NDM-Basse : apprendre notes est une application conçue pour aider les bassistes à identifier et mémoriser les notes du manche. Elle s’adresse principalement aux débutants, mais peut aussi servir aux musiciens plus expérimentés souhaitant réviser rapidement les positions. Les exercices courts et répétitifs permettent de progresser progressivement, sans devoir suivre immédiatement un cours complet de théorie musicale.
Comment fonctionne l’apprentissage des notes sur le manche de la basse ?
L’application propose généralement des exercices de reconnaissance des notes situées sur les différentes cordes et cases de la basse. L’utilisateur doit répondre à des questions ou sélectionner la bonne note affichée à l’écran. Cette méthode favorise la mémorisation visuelle et la répétition. Pour obtenir de meilleurs résultats, il est conseillé de pratiquer régulièrement avec sa propre basse à côté de soi.
NDM-Basse : apprendre notes convient-elle aux débutants complets ?

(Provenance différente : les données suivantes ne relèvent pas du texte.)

//! Allocation of unmanaged students into facilitator sections.
//!
//! Planning is pure: students outside tool-created sections are split into
//! contiguous slices of `ceil(n / f)`, one per facilitator, and each slice is
//! given a lettered section name. Committing walks the plan in order,
//! creating sections, moving students and granting facilitators. Failures of
//! one facilitator or one student never abort the others.

use sectionwise_audit::AuditRecord;
use sectionwise_lms::{LmsGateway, NewEnrollment, Role, SectionId, UserId};
use serde::{Deserialize, Serialize};
use serde_json::json;
use tracing::{info, instrument, warn};

use crate::error::{Result, SectionwiseError};
use crate::roster::{Facilitator, Student, TOOL_SECTION_BASE};
use crate::session::{CourseSession, SectionNames};
use crate::transfer::{MoveMode, MoveRequest};

/// Naming scheme of allocated sections.
#[derive(Debug, Clone, PartialEq, Eq)]
pub struct SectionNaming {
    /// Text before the letter.
    pub base: String,
}

impl Default for SectionNaming {
    fn default() -> Self {
        Self {
            base: TOOL_SECTION_BASE.to_string(),
        }
    }
}

impl SectionNaming {
    /// Returns the letter for a 0-based index: `A`..`Z`, then `AA`, `AB`, ...
    #[must_use]
    pub fn letter(index: usize) -> String {
        let mut n = index + 1;
        let mut letters = Vec::new();
        while n > 0 {
            n -= 1;
            let offset = u8::try_from(n % 26).unwrap_or_default();
            letters.push(char::from(b'A' + offset));
            n /= 26;
        }
        letters.iter().rev().collect()
    }

    /// Returns the section name for a 0-based index.
    #[must_use]
    pub fn name(&self, index: usize) -> String {
        format!("{}{}", self.base, Self::letter(index))
    }
}

/// The facilitator a planned section belongs to.
#[derive(Debug, Clone, PartialEq, Eq, Serialize, Deserialize)]
#[serde(rename_all = "camelCase")]
pub struct PlannedFacilitator {
    /// User id.
    pub id: UserId,
    /// Display name.
    pub name: String,
}

/// A student in a planned section.
#[derive(Debug, Clone, PartialEq, Eq, Serialize, Deserialize)]
#[serde(rename_all = "camelCase")]
pub struct PlannedStudent {
    /// User id.
    pub id: UserId,
    /// Display name.
    pub name: String,
    /// Section the student is in now.
    pub current_section: Option<SectionId>,
}

/// One section of a plan.
#[derive(Debug, Clone, PartialEq, Eq, Serialize, Deserialize)]
#[serde(rename_all = "camelCase")]
pub struct PlannedSection {
    /// Owning facilitator.
    pub facilitator: PlannedFacilitator,
    /// Name the section will be created with.
    pub section_name: String,
    /// Name followed by the facilitator.
    pub display_name: String,
    /// Students to move in.
    pub students: Vec<PlannedStudent>,
}

/// A proposed allocation. Nothing is written until it is committed.
#[derive(Debug, Clone, Default, PartialEq, Eq, Serialize, Deserialize)]
#[serde(rename_all = "camelCase")]
pub struct AllocationPlan {
    /// Students the plan covers.
    pub total_students: usize,
    /// Slice size, `ceil(students / facilitators)`.
    pub per_section: usize,
    /// Sections in commit order.
    pub sections: Vec<PlannedSection>,
}

impl AllocationPlan {
    /// Returns `true` if there is nothing to commit.
    #[must_use]
    pub fn is_empty(&self) -> bool {
        self.sections.is_empty()
    }
}

/// Splits the unmanaged students across the facilitators.
///
/// # Errors
///
/// Returns `SectionwiseError::NoFacilitators` when `facilitators` is empty,
/// even if there is nobody to allocate.
pub fn plan_allocation(
    students: &[Student],
    facilitators: &[Facilitator],
    naming: &SectionNaming,
) -> Result<AllocationPlan> {
    if facilitators.is_empty() {
        return Err(SectionwiseError::NoFacilitators);
    }

    let unmanaged: Vec<&Student> = students.iter().filter(|s| !s.managed).collect();
    if unmanaged.is_empty() {
        return Ok(AllocationPlan::default());
    }

    let per_section = unmanaged.len().div_ceil(facilitators.len());
    let sections = facilitators
        .iter()
        .zip(unmanaged.chunks(per_section))
        .enumerate()
        .map(|(index, (facilitator, slice))| {
            let section_name = naming.name(index);
            PlannedSection {
                facilitator: PlannedFacilitator {
                    id: facilitator.id,
                    name: facilitator.name.clone(),
                },
                display_name: format!("{section_name} - {}", facilitator.name),
                section_name,
                students: slice
                    .iter()
                    .map(|s| PlannedStudent {
                        id: s.id,
                        name: s.name.clone(),
                        current_section: s.section_id,
                    })
                    .collect(),
            }
        })
        .collect();

    Ok(AllocationPlan {
        total_students: unmanaged.len(),
        per_section,
        sections,
    })
}

/// How bad an allocation failure is.
#[derive(Debug, Clone, Copy, PartialEq, Eq, Serialize, Deserialize)]
#[serde(rename_all = "lowercase")]
pub enum FailureLevel {
    /// Students were not allocated.
    Error,
    /// Students were allocated but a follow-up step failed.
    Warning,
}

/// One failure during commit.
#[derive(Debug, Clone, PartialEq, Eq, Serialize, Deserialize)]
#[serde(rename_all = "camelCase")]
pub struct AllocationFailure {
    /// Facilitator of the affected section.
    pub facilitator: PlannedFacilitator,
    /// Name of the affected section.
    pub section: String,
    /// Affected student, for per-student failures.
    pub student: Option<UserId>,
    /// Error tag.
    pub kind: String,
    /// Severity.
    pub level: FailureLevel,
    /// Human-readable message.
    pub message: String,
}

/// Result of committing a plan.
#[derive(Debug, Clone, Default, PartialEq, Eq, Serialize, Deserialize)]
#[serde(rename_all = "camelCase")]
pub struct AllocationOutcome {
    /// Students the plan covered.
    pub total_students: usize,
    /// Students moved into their new section.
    pub allocated: usize,
    /// Students left where they were.
    pub failed: usize,
    /// Sections created.
    pub sections_created: usize,
    /// Names of the created sections.
    pub created_sections: Vec<String>,
    /// Every failure, in commit order.
    pub errors: Vec<AllocationFailure>,
}

impl AllocationOutcome {
    /// Returns `true` if every student was allocated into at least one new
    /// section.
    #[must_use]
    pub const fn is_success(&self) -> bool {
        self.failed == 0 && self.sections_created > 0
    }

    fn fail(
        &mut self,
        planned: &PlannedSection,
        student: Option<UserId>,
        level: FailureLevel,
        err: &SectionwiseError,
    ) {
        self.errors.push(AllocationFailure {
            facilitator: planned.facilitator.clone(),
            section: planned.section_name.clone(),
            student,
            kind: err.kind().to_string(),
            level,
            message: err.to_string(),
        });
    }

    fn audit_record(&self) -> AuditRecord {
        AuditRecord::new(
            "Auto-Allocation Completed",
            format!(
                "Auto-allocated {} students across {} sections",
                self.allocated, self.sections_created
            ),
        )
        .with_metadata(json!({
            "totalStudents": self.total_students,
            "allocated": self.allocated,
            "failed": self.failed,
            "sectionsCreated": self.sections_created,
            "createdSections": self.created_sections,
        }))
        .with_errors(
            self.errors
                .iter()
                .map(|e| match e.student {
                    Some(student) => format!("{}: student {student}: {}", e.section, e.message),
                    None => format!("{}: {}", e.section, e.message),
                })
                .collect(),
        )
    }
}

impl<G: LmsGateway> CourseSession<G> {
    /// Commits a plan, facilitator by facilitator.
    ///
    /// # Errors
    ///
    /// Only a failure to list the existing sections aborts the commit.
    /// Everything else is reported in the outcome.
    #[instrument(skip(self, plan), fields(course = %self.course(), sections = plan.sections.len()))]
    pub async fn commit_allocation(&self, plan: &AllocationPlan) -> Result<AllocationOutcome> {
        let mut outcome = AllocationOutcome {
            total_students: plan.total_students,
            ..AllocationOutcome::default()
        };
        if plan.is_empty() {
            return Ok(outcome);
        }

        let mut existing = SectionNames::from_sections(&self.list_sections().await?);

        for planned in &plan.sections {
            let section = match self
                .create_named_section(&planned.section_name, &mut existing)
                .await
            {
                Ok(section) => section,
                Err(e) => {
                    warn!(section = %planned.section_name, error = %e, "Skipping facilitator");
                    outcome.failed += planned.students.len();
                    outcome.fail(planned, None, FailureLevel::Error, &e);
                    continue;
                }
            };
            outcome.sections_created += 1;
            outcome.created_sections.push(section.name.clone());

            for student in &planned.students {
                let request = MoveRequest::new(student.id, student.current_section, section.id);
                match self.transfer(&request, MoveMode::Bulk).await {
                    Ok(_) => outcome.allocated += 1,
                    Err(e) => {
                        outcome.failed += 1;
                        outcome.fail(planned, Some(student.id), FailureLevel::Error, &e);
                    }
                }
            }

            let grant = NewEnrollment::active(planned.facilitator.id, Some(section.id), Role::Teacher)
                .section_limited();
            if let Err(e) = self.gateway().create_enrollment(self.course(), &grant).await {
                let e = SectionwiseError::upstream("grant facilitator", e);
                warn!(facilitator = %planned.facilitator.id, error = %e, "Facilitator not granted");
                outcome.fail(planned, None, FailureLevel::Warning, &e);
            }
        }

        info!(
            allocated = outcome.allocated,
            failed = outcome.failed,
            sections_created = outcome.sections_created,
            "Allocation committed"
        );
        self.record(outcome.audit_record()).await;
        Ok(outcome)
    }

    /// Syncs, plans with the default naming and commits in one go.
    pub async fn auto_allocate(&self) -> Result<AllocationOutcome> {
        let roster = self.sync().await?;
        let plan = plan_allocation(
            &roster.students,
            &roster.facilitators,
            &SectionNaming::default(),
        )?;
        self.commit_allocation(&plan).await
    }
}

Oui, l’application peut convenir aux personnes qui commencent la basse et ne connaissent pas encore bien le manche. Elle permet d’aborder les notes de manière progressive, sans nécessiter de connaissances avancées en solfège. Cependant, elle ne remplace pas entièrement un professeur ou des exercices pratiques : il faudra également travailler la position des doigts, le rythme, l’écoute et la lecture de partitions.
L’application est-elle utile pour les bassistes qui connaissent déjà quelques notes ?

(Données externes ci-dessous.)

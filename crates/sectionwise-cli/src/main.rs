//! Sectionwise CLI
//!
//! Main entry point for managing tutorial sections of an LMS course, either
//! through one-shot commands or by serving the dashboard HTTP API.

use std::net::SocketAddr;
use std::path::Path;
use std::process::ExitCode;

use clap::{Parser, Subcommand};
use sectionwise_audit::AuditQuery;
use sectionwise_core::{
    create_router, plan_allocation, AllocationOutcome, AllocationPlan, Config, CourseOverview,
    CourseSession, FailureLevel, MoveRequest, PromotionTarget, SectionNaming,
};
use sectionwise_lms::{CanvasClient, SectionId, UserId};
use serde::Serialize;
use tokio::net::TcpListener;
use tracing_subscriber::EnvFilter;

/// Default port for the HTTP API server.
const DEFAULT_PORT: u16 = 3000;

/// Sectionwise - Tutorial Section Manager
///
/// Balances students across facilitator-led tutorial sections in a
/// Canvas-style LMS and keeps an audit trail of every change.
#[derive(Parser, Debug)]
#[command(name = "sectionwise")]
#[command(version, about, long_about = None)]
struct Args {
    /// Path to configuration file (default: sectionwise.json in current directory)
    #[arg(short, long, value_name = "FILE", global = true)]
    config: Option<String>,

    /// LMS base URL
    #[arg(long, value_name = "URL", env = "SECTIONWISE_ENDPOINT", global = true)]
    endpoint: Option<String>,

    /// LMS access token
    #[arg(long, env = "SECTIONWISE_TOKEN", hide_env_values = true, global = true)]
    token: Option<String>,

    /// Course to manage
    #[arg(long = "course", value_name = "ID", env = "SECTIONWISE_COURSE_ID", global = true)]
    course_id: Option<u64>,

    /// Print results as JSON
    #[arg(long, global = true)]
    json: bool,

    /// Enable verbose output (sets log level to debug)
    #[arg(short, long, global = true)]
    verbose: bool,

    #[command(subcommand)]
    command: Command,
}

#[derive(Subcommand, Debug)]
enum Command {
    /// Serve the dashboard HTTP API
    Serve {
        /// Port for the HTTP API server
        #[arg(short, long, default_value_t = DEFAULT_PORT)]
        port: u16,
    },

    /// Show the course overview
    Overview,

    /// Propose an allocation without changing anything
    Plan,

    /// Allocate every unassigned student into facilitator sections
    Allocate,

    /// Move one student to another section
    Move {
        /// The student's user id
        #[arg(value_name = "STUDENT")]
        student: u64,

        /// Current section (omit to move the student's only enrollment)
        #[arg(long, value_name = "SECTION")]
        from: Option<u64>,

        /// Target section
        #[arg(long, value_name = "SECTION")]
        to: u64,

        /// Why the student is moved
        #[arg(short, long)]
        justification: Option<String>,
    },

    /// Promote a staff member to facilitator
    Promote {
        /// User to promote (default: the token's own user)
        #[arg(long, value_name = "USER")]
        user: Option<u64>,
    },

    /// Show the audit log
    Audit {
        /// Page number
        #[arg(long, default_value_t = 1)]
        page: usize,

        /// Entries per page
        #[arg(long, default_value_t = 50)]
        limit: usize,

        /// Severity filter: info, warning, critical or all
        #[arg(long)]
        severity: Option<String>,

        /// Category filter: create, allocation, move, override, enrollment, other or all
        #[arg(long)]
        category: Option<String>,
    },
}

#[tokio::main]
async fn main() -> ExitCode {
    // Parse CLI arguments
    let args = Args::parse();

    // Initialize tracing subscriber with appropriate filter
    // Priority: RUST_LOG env var > --verbose flag > default (info)
    let filter = if args.verbose {
        EnvFilter::try_from_default_env().unwrap_or_else(|_| EnvFilter::new("debug"))
    } else {
        EnvFilter::try_from_default_env().unwrap_or_else(|_| EnvFilter::new("info"))
    };

    tracing_subscriber::fmt()
        .with_env_filter(filter)
        .with_writer(std::io::stderr)
        .init();

    tracing::debug!(config = ?args.config, "Config file");

    match run(args).await {
        Ok(()) => ExitCode::SUCCESS,
        Err(e) => {
            eprintln!("Error: {e}");
            ExitCode::from(1)
        }
    }
}

/// Loads the configuration, opens the session and dispatches the command.
async fn run(args: Args) -> anyhow::Result<()> {
    let config = load_config(args.config.as_deref())?.with_overrides(
        args.endpoint,
        args.token,
        args.course_id,
    );
    config.validate()?;

    let session = CourseSession::connect(config)?;
    let json = args.json;

    match args.command {
        Command::Serve { port } => serve(session, port).await,
        Command::Overview => {
            let overview = session.overview().await?;
            output(json, &overview, print_overview)
        }
        Command::Plan => {
            let roster = session.sync().await?;
            let plan = plan_allocation(
                &roster.students,
                &roster.facilitators,
                &SectionNaming::default(),
            )?;
            output(json, &plan, print_plan)
        }
        Command::Allocate => {
            let outcome = session.auto_allocate().await?;
            output(json, &outcome, print_outcome)?;
            if outcome.failed > 0 {
                anyhow::bail!("{} of {} students were not allocated", outcome.failed, outcome.total_students);
            }
            Ok(())
        }
        Command::Move {
            student,
            from,
            to,
            justification,
        } => {
            let mut request = MoveRequest::new(UserId(student), from.map(SectionId), SectionId(to));
            if let Some(justification) = justification {
                request = request.with_justification(justification);
            }
            let outcome = session.move_student(&request).await?;
            output(json, &outcome, |o| {
                println!(
                    "Moved student {student}: enrollment {} replaced by {}",
                    o.old_enrollment_id, o.new_enrollment_id
                );
            })
        }
        Command::Promote { user } => {
            let outcome = session
                .promote(PromotionTarget::from(user.map(UserId)))
                .await?;
            output(json, &outcome, |o| {
                if o.already_has_role {
                    println!("User {} is already a facilitator", o.user_id);
                } else {
                    println!("User {} promoted to facilitator", o.user_id);
                }
            })
        }
        Command::Audit {
            page,
            limit,
            severity,
            category,
        } => {
            let query = AuditQuery::from_params(
                Some(page),
                Some(limit),
                severity.as_deref(),
                category.as_deref(),
            )?;
            let page = session.audit_log(&query).await?;
            output(json, &page, |p| {
                println!(
                    "Audit log: page {}/{} ({} entries; {} info, {} warning, {} critical)",
                    p.pagination.page,
                    p.pagination.total_pages.max(1),
                    p.pagination.total,
                    p.summary.info,
                    p.summary.warning,
                    p.summary.critical
                );
                for entry in &p.entries {
                    println!(
                        "  {} [{}] {} - {} ({})",
                        entry.timestamp.format("%Y-%m-%d %H:%M"),
                        entry.severity,
                        entry.action,
                        entry.details,
                        entry.actor
                    );
                }
            })
        }
    }
}

/// Serves the HTTP API until Ctrl+C.
async fn serve(session: CourseSession<CanvasClient>, port: u16) -> anyhow::Result<()> {
    let course = session.test_connection().await?;
    println!("Connected to course: {} ({})", course.name, course.id);

    let addr: SocketAddr = ([127, 0, 0, 1], port).into();
    let listener = TcpListener::bind(addr).await.map_err(|e| {
        anyhow::anyhow!("Failed to bind to {addr}: {e}\n\nSuggestion: Try a different port with --port")
    })?;

    println!("HTTP API server running on http://{addr}");
    println!("Press Ctrl+C to stop");

    axum::serve(listener, create_router(session))
        .with_graceful_shutdown(async {
            if let Err(e) = tokio::signal::ctrl_c().await {
                tracing::error!(error = %e, "Failed to listen for Ctrl+C");
            }
        })
        .await?;

    println!("Server stopped");
    Ok(())
}

/// Loads configuration from file or defaults.
fn load_config(config_path: Option<&str>) -> anyhow::Result<Config> {
    match config_path {
        Some(path_str) => {
            let path = Path::new(path_str);
            if !path.exists() {
                anyhow::bail!(
                    "Config file not found: '{}'\n\nSuggestion: Check the path or remove the --config flag to use defaults",
                    path.display()
                );
            }
            Config::load_from_file(path).map_err(|e| anyhow::anyhow!("{e}"))
        }
        None => Config::load().map_err(|e| anyhow::anyhow!("{e}")),
    }
}

/// Prints `value` as JSON or through the human-readable printer.
fn output<T: Serialize>(json: bool, value: &T, print: impl FnOnce(&T)) -> anyhow::Result<()> {
    if json {
        println!("{}", serde_json::to_string_pretty(value)?);
    } else {
        print(value);
    }
    Ok(())
}

fn print_overview(overview: &CourseOverview) {
    let stats = &overview.stats;
    println!("Course: {} ({})", overview.course.name, overview.course.id);
    println!("  Students: {}", stats.total_students);
    println!("  Unassigned students: {}", stats.unassigned_students);
    println!("  New enrollments: {}", stats.new_enrollments);
    println!("  Facilitators: {}", stats.facilitators);
    println!(
        "  Sections: {} tool, {} external",
        stats.tool_sections, stats.external_sections
    );
    println!("  Recommended sections: {}", stats.recommended_sections);
    println!("  Census date: {}", stats.census_date);
    if let Some(lic) = &overview.lic {
        println!("  LIC: {}", lic.name);
    }

    println!();
    println!("Sections:");
    for summary in &overview.sections {
        println!(
            "  {:>8}  {} [{:?}] {}",
            summary.section.id, summary.section.display_name, summary.section.provenance, summary.ratio
        );
    }
    if overview.facilitators.is_empty() {
        println!();
        println!("No facilitators found. Promote a staff member with `sectionwise promote`.");
    }
}

fn print_plan(plan: &AllocationPlan) {
    if plan.is_empty() {
        println!("Nothing to allocate: every student is in a managed section");
        return;
    }
    println!(
        "Allocation plan: {} students, up to {} per section",
        plan.total_students, plan.per_section
    );
    for section in &plan.sections {
        println!("  {} ({} students)", section.display_name, section.students.len());
    }
}

fn print_outcome(outcome: &AllocationOutcome) {
    println!(
        "Allocated {} of {} students across {} new sections",
        outcome.allocated, outcome.total_students, outcome.sections_created
    );
    for name in &outcome.created_sections {
        println!("  Created: {name}");
    }
    for failure in &outcome.errors {
        let level = match failure.level {
            FailureLevel::Error => "ERROR",
            FailureLevel::Warning => "WARN",
        };
        println!("  {level} {} ({}): {}", failure.section, failure.facilitator.name, failure.message);
    }
}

Elle peut être intéressante pour consolider les bases et repérer rapidement les notes moins familières, notamment dans les cases aiguës ou sur les cordes que vous utilisez rarement. Les séances de révision sont pratiques avant une répétition ou un cours. Toutefois, les musiciens avancés pourraient trouver le contenu limité s’ils recherchent des exercices approfondis sur les gammes, les accords ou l’improvisation.
Faut-il une connexion Internet ou une basse réelle pour utiliser NDM-Basse : apprendre notes ?

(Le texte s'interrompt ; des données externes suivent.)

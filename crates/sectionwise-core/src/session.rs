//! Course session.
//!
//! A [`CourseSession`] binds one LMS gateway to one course together with the
//! configuration that tunes classification. Every engine operation is a
//! method on the session; the allocation, transfer, audit and promotion
//! modules each contribute their own `impl` block.

use std::collections::HashSet;

use chrono::{DateTime, SecondsFormat, Utc};
use sectionwise_audit::AuditRecord;
use sectionwise_lms::{
    CanvasClient, Course, CourseId, EnrollmentQuery, LmsGateway, NewSection, Section,
};
use serde::Serialize;
use serde_json::json;
use tracing::{debug, info, instrument};

use crate::config::Config;
use crate::error::{Result, SectionwiseError};
use crate::roster::{
    classify_roster, Facilitator, Provenance, Roster, RosterSettings, SectionView, StaffMember,
    Student,
};

/// An LMS gateway bound to a course.
pub struct CourseSession<G> {
    gateway: G,
    course: CourseId,
    config: Config,
    settings: RosterSettings,
}

impl CourseSession<CanvasClient> {
    /// Opens a session against the Canvas endpoint named in `config`.
    ///
    /// # Errors
    ///
    /// Returns `SectionwiseError::ConfigurationError` if the endpoint,
    /// credential or course is missing or unusable. No network call is made.
    pub fn connect(config: Config) -> Result<Self> {
        let connection = config.connection()?;
        let client = CanvasClient::new(&connection.endpoint_url, connection.credential.expose())
            .map_err(|e| SectionwiseError::upstream("connect", e))?;
        Ok(Self::new(client, connection.course_id, config))
    }
}

impl<G: LmsGateway> CourseSession<G> {
    /// Creates a session for `course` over an existing gateway.
    #[must_use]
    pub fn new(gateway: G, course: CourseId, config: Config) -> Self {
        let settings = config.roster_settings();
        Self {
            gateway,
            course,
            config,
            settings,
        }
    }

    /// Returns the gateway.
    pub const fn gateway(&self) -> &G {
        &self.gateway
    }

    /// Returns the course this session manages.
    pub const fn course(&self) -> CourseId {
        self.course
    }

    /// Returns the configuration.
    pub const fn config(&self) -> &Config {
        &self.config
    }

    /// Returns the classifier settings.
    pub const fn settings(&self) -> &RosterSettings {
        &self.settings
    }

    /// Fetches the course, checking that endpoint and credential work.
    #[instrument(skip(self), fields(course = %self.course))]
    pub async fn test_connection(&self) -> Result<Course> {
        let course = self
            .gateway
            .get_course(self.course)
            .await
            .map_err(|e| SectionwiseError::upstream("fetch course", e))?;
        info!(name = %course.name, "Connected to course");
        Ok(course)
    }

    /// Fetches enrollments and sections and classifies them.
    #[instrument(skip(self), fields(course = %self.course))]
    pub async fn sync(&self) -> Result<Roster> {
        let query = EnrollmentQuery::all_roles();
        let (enrollments, sections) = tokio::try_join!(
            async {
                self.gateway
                    .list_enrollments(self.course, &query)
                    .await
                    .map_err(|e| SectionwiseError::upstream("list enrollments", e))
            },
            self.list_sections(),
        )?;

        let roster = classify_roster(&enrollments, &sections, &self.settings, Utc::now());
        debug!(
            students = roster.students.len(),
            facilitators = roster.facilitators.len(),
            sections = roster.sections.len(),
            "Roster synced"
        );
        Ok(roster)
    }

    /// Builds the dashboard overview of the course.
    #[instrument(skip(self), fields(course = %self.course))]
    pub async fn overview(&self) -> Result<CourseOverview> {
        let (course, roster) = tokio::try_join!(self.test_connection(), self.sync())?;
        Ok(CourseOverview::build(
            course,
            roster,
            &self.config,
            Utc::now(),
        ))
    }

    /// Creates a named section after checking for a duplicate name.
    #[instrument(skip(self), fields(course = %self.course))]
    pub async fn create_section(&self, name: &str) -> Result<Section> {
        let name = name.trim();
        if name.is_empty() {
            return Err(SectionwiseError::invalid_request("section name is required"));
        }

        let mut existing = SectionNames::from_sections(&self.list_sections().await?);
        let section = self.create_named_section(name, &mut existing).await?;

        self.record(
            AuditRecord::new(
                "Section Created",
                format!("Section \"{}\" created", section.name),
            )
            .with_metadata(json!({
                "sectionId": section.id,
                "sectionName": section.name,
                "sisSectionId": section.sis_section_id,
            })),
        )
        .await;
        Ok(section)
    }

    pub(crate) async fn list_sections(&self) -> Result<Vec<Section>> {
        self.gateway
            .list_sections(self.course)
            .await
            .map_err(|e| SectionwiseError::upstream("list sections", e))
    }

    /// Creates `name` unless it collides with `existing`, which is updated
    /// on success.
    pub(crate) async fn create_named_section(
        &self,
        name: &str,
        existing: &mut SectionNames,
    ) -> Result<Section> {
        if existing.contains(name) {
            return Err(SectionwiseError::duplicate_section(name));
        }

        let request = NewSection {
            name: name.to_string(),
            sis_section_id: Some(sis_section_id(
                &self.settings.section_id_prefix,
                name,
                Utc::now(),
            )),
        };
        let section = self
            .gateway
            .create_section(self.course, &request)
            .await
            .map_err(|e| SectionwiseError::SectionCreateFailed {
                name: name.to_string(),
                message: e.to_string(),
            })?;
        existing.insert(&section.name);
        info!(section = %section.id, name = %section.name, "Section created");
        Ok(section)
    }
}

/// Case-insensitive set of section names.
#[derive(Debug, Default)]
pub(crate) struct SectionNames(HashSet<String>);

impl SectionNames {
    pub(crate) fn from_sections(sections: &[Section]) -> Self {
        Self(sections.iter().map(|s| s.name.to_lowercase()).collect())
    }

    pub(crate) fn contains(&self, name: &str) -> bool {
        self.0.contains(&name.to_lowercase())
    }

    pub(crate) fn insert(&mut self, name: &str) {
        self.0.insert(name.to_lowercase());
    }
}

/// Builds the SIS id of a tool-created section: `<prefix><millis>_<name>`
/// with every non-alphanumeric character of the name replaced by `_`.
#[must_use]
pub fn sis_section_id(prefix: &str, name: &str, at: DateTime<Utc>) -> String {
    let sanitized: String = name
        .chars()
        .map(|c| if c.is_ascii_alphanumeric() { c } else { '_' })
        .collect();
    format!("{prefix}{}_{sanitized}", at.timestamp_millis())
}

// ============================================================================
// Overview
// ============================================================================

/// Course headline numbers.
#[derive(Debug, Clone, PartialEq, Eq, Serialize)]
#[serde(rename_all = "camelCase")]
pub struct OverviewStats {
    /// Students in the course.
    pub total_students: usize,
    /// Sections not created by Sectionwise.
    pub external_sections: usize,
    /// Sections created by Sectionwise.
    pub tool_sections: usize,
    /// Students outside tool-created sections.
    pub unassigned_students: usize,
    /// Facilitators detected.
    pub facilitators: usize,
    /// Students enrolled within the new-enrollment window.
    pub new_enrollments: usize,
    /// Sections needed at the configured capacity; 0 without facilitators.
    pub recommended_sections: usize,
    /// Informational census date.
    pub census_date: String,
}

/// A section with its facilitator ratio.
#[derive(Debug, Clone, PartialEq, Eq, Serialize)]
#[serde(rename_all = "camelCase")]
pub struct SectionSummary {
    /// The section.
    #[serde(flatten)]
    pub section: SectionView,
    /// Facilitator to student ratio, `1:n`.
    pub ratio: String,
}

/// Everything the dashboard shows about a course.
#[derive(Debug, Clone, PartialEq, Serialize)]
#[serde(rename_all = "camelCase")]
pub struct CourseOverview {
    /// The course.
    pub course: Course,
    /// Headline numbers.
    pub stats: OverviewStats,
    /// Every section.
    pub sections: Vec<SectionSummary>,
    /// Every student.
    pub students: Vec<Student>,
    /// Students outside tool-created sections.
    pub unassigned: Vec<Student>,
    /// Facilitators.
    pub facilitators: Vec<Facilitator>,
    /// LIC, if one was found.
    pub lic: Option<StaffMember>,
    /// Other staff.
    pub other_staff: Vec<StaffMember>,
    /// When the roster was fetched.
    pub synced_at: DateTime<Utc>,
}

impl CourseOverview {
    /// Derives the overview from a classified roster.
    #[must_use]
    pub fn build(course: Course, roster: Roster, config: &Config, now: DateTime<Utc>) -> Self {
        let total_students = roster.students.len();
        let tool_sections = roster
            .sections
            .iter()
            .filter(|s| s.provenance == Provenance::Tool)
            .count();
        let unassigned: Vec<Student> = roster.unmanaged_students().cloned().collect();
        let recommended_sections = if roster.has_facilitators() {
            total_students.div_ceil(config.facilitator_capacity.max(1))
        } else {
            0
        };

        let stats = OverviewStats {
            total_students,
            external_sections: roster.sections.len() - tool_sections,
            tool_sections,
            unassigned_students: unassigned.len(),
            facilitators: roster.facilitators.len(),
            new_enrollments: roster.new_students().count(),
            recommended_sections,
            census_date: (now + config.census_offset())
                .to_rfc3339_opts(SecondsFormat::Secs, true),
        };

        let sections = roster
            .sections
            .into_iter()
            .map(|section| SectionSummary {
                ratio: format!("1:{}", section.student_count),
                section,
            })
            .collect();

        Self {
            course,
            stats,
            sections,
            students: roster.students,
            unassigned,
            facilitators: roster.facilitators,
            lic: roster.lic,
            other_staff: roster.other_staff,
            synced_at: now,
        }
    }
}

Une basse réelle n’est pas forcément indispensable pour répondre aux exercices, mais elle est fortement recommandée afin de relier les informations affichées à la position concrète des doigts sur le manche. Selon la version installée et les fonctionnalités proposées, certaines ressources peuvent fonctionner hors ligne, tandis que des publicités ou mises à jour peuvent nécessiter Internet. Vérifiez les autorisations et les conditions indiquées sur la page de téléchargement.